▶ [Task brief]:
If a line in the entries below includes the string "source", copy it out.

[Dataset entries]
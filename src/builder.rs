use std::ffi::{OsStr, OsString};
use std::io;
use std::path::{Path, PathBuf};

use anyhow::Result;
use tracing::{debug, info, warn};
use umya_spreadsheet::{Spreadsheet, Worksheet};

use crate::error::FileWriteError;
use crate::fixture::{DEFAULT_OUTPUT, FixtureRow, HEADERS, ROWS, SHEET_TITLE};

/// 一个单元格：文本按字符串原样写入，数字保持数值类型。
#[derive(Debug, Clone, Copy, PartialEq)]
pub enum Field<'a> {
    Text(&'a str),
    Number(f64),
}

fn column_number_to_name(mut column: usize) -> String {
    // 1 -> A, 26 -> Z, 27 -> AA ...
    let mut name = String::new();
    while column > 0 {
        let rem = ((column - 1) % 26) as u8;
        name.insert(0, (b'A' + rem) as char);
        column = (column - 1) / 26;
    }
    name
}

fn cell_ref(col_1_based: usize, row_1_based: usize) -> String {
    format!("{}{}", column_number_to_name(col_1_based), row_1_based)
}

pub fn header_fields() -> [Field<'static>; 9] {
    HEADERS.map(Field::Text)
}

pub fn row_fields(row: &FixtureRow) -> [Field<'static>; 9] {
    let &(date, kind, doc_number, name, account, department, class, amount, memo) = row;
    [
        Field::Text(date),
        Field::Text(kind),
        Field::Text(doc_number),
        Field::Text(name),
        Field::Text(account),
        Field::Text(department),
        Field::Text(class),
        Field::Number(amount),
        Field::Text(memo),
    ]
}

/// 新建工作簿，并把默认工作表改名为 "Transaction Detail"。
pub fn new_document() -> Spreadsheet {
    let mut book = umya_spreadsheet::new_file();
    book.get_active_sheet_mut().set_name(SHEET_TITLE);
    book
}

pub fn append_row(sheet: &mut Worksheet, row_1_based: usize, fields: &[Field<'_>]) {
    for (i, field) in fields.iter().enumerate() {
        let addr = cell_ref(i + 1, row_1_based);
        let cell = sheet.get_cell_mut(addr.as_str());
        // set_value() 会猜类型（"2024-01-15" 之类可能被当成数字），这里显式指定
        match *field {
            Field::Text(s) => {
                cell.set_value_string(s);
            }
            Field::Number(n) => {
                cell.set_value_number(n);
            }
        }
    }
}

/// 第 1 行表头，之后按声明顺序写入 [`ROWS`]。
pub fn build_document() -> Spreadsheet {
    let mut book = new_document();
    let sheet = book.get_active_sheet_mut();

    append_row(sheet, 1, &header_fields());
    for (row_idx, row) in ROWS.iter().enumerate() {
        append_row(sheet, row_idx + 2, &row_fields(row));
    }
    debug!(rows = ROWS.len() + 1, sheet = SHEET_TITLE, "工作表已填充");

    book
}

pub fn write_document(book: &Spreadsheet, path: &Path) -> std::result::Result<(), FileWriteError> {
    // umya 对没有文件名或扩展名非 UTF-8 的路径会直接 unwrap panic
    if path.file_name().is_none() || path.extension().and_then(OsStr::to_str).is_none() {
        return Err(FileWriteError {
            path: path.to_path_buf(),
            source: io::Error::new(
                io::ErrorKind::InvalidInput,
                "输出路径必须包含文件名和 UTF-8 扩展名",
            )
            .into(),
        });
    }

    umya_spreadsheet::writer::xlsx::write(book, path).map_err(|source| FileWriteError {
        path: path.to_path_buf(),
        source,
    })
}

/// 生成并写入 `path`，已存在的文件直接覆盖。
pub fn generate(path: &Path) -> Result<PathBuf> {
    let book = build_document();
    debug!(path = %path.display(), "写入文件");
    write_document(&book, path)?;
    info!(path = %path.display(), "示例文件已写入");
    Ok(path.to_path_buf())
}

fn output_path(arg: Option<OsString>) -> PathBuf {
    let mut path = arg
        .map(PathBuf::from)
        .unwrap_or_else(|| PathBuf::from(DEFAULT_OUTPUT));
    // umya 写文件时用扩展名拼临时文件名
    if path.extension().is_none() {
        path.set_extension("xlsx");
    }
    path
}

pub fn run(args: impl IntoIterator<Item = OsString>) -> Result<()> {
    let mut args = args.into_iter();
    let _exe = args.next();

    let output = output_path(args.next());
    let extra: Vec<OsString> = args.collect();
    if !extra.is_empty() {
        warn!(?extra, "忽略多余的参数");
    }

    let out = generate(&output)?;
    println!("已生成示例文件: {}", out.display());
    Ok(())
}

--

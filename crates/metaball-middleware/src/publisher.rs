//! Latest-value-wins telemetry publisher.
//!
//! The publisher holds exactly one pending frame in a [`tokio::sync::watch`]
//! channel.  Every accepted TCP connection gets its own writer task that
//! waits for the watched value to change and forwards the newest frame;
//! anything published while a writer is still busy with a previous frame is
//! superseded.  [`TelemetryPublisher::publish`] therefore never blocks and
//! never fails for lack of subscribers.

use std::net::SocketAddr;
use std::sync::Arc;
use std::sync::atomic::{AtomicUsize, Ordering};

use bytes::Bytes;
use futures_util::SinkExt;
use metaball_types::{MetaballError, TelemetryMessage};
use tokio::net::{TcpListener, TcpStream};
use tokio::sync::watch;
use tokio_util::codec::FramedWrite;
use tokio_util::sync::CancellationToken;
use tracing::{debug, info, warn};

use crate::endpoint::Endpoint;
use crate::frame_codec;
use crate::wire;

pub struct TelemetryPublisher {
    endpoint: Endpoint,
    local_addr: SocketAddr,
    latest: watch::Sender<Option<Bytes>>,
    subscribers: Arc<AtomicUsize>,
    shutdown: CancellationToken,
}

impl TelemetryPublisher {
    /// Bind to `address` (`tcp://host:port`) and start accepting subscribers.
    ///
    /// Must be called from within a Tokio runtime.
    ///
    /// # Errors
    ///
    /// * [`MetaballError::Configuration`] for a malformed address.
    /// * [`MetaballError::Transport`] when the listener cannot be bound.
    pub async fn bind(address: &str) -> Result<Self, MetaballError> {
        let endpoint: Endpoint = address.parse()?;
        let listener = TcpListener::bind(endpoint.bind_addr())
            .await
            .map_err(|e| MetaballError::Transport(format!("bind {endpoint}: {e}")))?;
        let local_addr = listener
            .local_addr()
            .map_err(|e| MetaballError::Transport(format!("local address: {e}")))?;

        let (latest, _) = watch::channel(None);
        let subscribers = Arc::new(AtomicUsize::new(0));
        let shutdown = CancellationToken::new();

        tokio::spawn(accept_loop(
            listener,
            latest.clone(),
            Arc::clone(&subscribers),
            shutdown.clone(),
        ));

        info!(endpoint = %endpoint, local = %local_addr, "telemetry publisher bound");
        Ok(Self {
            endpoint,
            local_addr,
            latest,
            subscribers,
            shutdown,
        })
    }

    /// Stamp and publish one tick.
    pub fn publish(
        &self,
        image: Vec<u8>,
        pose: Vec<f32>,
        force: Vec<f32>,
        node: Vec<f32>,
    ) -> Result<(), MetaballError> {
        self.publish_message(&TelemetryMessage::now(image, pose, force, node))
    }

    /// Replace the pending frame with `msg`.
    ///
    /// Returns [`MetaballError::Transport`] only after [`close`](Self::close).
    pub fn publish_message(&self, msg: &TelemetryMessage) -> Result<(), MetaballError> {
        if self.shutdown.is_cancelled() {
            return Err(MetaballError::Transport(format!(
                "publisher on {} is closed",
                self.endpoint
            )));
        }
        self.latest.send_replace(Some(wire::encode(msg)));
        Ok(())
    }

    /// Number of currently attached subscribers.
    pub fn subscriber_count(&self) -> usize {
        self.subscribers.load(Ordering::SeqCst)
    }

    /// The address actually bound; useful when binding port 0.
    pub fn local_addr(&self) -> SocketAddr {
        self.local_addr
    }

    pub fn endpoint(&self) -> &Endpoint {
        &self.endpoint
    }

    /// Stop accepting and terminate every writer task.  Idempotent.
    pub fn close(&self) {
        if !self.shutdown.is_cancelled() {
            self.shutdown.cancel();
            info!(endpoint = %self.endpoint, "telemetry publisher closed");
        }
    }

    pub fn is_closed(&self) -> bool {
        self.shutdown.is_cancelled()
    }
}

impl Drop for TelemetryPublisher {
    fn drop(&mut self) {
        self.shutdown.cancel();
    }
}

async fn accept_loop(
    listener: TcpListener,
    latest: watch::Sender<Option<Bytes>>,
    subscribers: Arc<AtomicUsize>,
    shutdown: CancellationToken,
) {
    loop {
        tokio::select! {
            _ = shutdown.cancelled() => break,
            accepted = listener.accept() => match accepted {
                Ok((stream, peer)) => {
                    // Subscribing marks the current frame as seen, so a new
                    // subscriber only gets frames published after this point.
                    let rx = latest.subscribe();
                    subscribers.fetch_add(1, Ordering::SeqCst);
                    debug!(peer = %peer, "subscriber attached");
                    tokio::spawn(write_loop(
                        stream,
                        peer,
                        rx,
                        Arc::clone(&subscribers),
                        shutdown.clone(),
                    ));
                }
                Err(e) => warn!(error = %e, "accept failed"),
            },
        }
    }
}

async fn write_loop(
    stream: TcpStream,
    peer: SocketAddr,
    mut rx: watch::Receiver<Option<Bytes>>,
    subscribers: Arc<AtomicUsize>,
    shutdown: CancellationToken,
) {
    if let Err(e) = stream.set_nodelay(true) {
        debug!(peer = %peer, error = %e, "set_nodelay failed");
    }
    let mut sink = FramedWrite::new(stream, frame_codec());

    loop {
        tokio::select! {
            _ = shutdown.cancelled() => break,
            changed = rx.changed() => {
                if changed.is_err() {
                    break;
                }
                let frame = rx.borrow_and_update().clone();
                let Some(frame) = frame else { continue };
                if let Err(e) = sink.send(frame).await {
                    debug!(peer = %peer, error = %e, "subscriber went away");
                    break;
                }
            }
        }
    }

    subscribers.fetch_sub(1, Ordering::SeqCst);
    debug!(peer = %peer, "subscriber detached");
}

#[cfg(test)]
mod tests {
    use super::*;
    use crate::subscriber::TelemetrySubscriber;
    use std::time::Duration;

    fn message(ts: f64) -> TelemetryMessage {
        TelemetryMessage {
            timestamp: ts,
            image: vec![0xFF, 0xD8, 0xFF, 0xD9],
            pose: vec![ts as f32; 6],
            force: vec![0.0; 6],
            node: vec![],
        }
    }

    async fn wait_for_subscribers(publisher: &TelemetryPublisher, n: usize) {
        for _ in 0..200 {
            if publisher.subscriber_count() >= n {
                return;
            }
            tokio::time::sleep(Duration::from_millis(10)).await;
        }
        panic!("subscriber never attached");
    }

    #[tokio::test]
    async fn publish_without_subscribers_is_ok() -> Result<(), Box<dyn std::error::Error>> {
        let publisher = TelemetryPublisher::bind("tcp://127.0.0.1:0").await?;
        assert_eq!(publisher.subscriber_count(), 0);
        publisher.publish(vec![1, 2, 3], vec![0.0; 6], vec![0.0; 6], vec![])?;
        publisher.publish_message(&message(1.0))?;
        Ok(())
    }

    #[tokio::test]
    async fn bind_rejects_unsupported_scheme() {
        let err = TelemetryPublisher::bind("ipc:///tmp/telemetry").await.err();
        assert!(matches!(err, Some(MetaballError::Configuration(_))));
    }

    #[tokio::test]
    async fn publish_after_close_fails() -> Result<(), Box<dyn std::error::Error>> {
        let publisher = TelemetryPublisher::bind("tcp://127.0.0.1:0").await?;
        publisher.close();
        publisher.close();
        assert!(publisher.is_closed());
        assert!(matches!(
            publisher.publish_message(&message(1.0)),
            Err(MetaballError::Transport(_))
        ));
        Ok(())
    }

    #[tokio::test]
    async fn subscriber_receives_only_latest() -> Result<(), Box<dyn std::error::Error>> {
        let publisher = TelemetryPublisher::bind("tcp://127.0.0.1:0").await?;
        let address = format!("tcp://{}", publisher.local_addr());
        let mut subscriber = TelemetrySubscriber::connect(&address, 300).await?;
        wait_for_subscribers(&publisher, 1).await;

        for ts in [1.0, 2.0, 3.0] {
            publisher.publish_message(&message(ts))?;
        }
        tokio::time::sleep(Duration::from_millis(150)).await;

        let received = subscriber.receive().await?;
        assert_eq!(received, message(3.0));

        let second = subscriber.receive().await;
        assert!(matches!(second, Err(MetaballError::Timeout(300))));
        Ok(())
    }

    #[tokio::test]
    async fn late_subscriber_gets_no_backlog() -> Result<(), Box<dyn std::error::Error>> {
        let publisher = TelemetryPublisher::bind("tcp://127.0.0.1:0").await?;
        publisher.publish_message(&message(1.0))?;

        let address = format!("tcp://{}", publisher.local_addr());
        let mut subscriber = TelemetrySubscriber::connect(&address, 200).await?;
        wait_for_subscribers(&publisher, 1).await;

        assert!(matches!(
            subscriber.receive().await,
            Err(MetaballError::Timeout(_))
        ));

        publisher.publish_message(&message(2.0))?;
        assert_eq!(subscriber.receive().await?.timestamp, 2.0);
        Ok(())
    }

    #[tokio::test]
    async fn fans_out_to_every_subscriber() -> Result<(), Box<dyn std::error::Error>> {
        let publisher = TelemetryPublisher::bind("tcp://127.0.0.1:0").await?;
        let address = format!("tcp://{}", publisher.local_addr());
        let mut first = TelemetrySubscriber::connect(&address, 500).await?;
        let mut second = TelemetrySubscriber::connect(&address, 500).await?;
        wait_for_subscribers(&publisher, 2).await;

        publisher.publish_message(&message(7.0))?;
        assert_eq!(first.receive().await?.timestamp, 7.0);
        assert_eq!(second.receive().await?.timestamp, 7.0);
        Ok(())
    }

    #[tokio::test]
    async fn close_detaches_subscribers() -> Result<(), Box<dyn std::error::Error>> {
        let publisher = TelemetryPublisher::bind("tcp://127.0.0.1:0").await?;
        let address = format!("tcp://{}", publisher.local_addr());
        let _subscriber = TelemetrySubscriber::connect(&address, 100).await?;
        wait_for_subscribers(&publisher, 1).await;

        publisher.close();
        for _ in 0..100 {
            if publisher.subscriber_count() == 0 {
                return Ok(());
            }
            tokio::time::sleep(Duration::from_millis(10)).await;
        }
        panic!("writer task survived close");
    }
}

▶ [Exercise response]:
            source: io::Error::new(
    umya_spreadsheet::writer::xlsx::write(book, path).map_err(|source| FileWriteError {
        source,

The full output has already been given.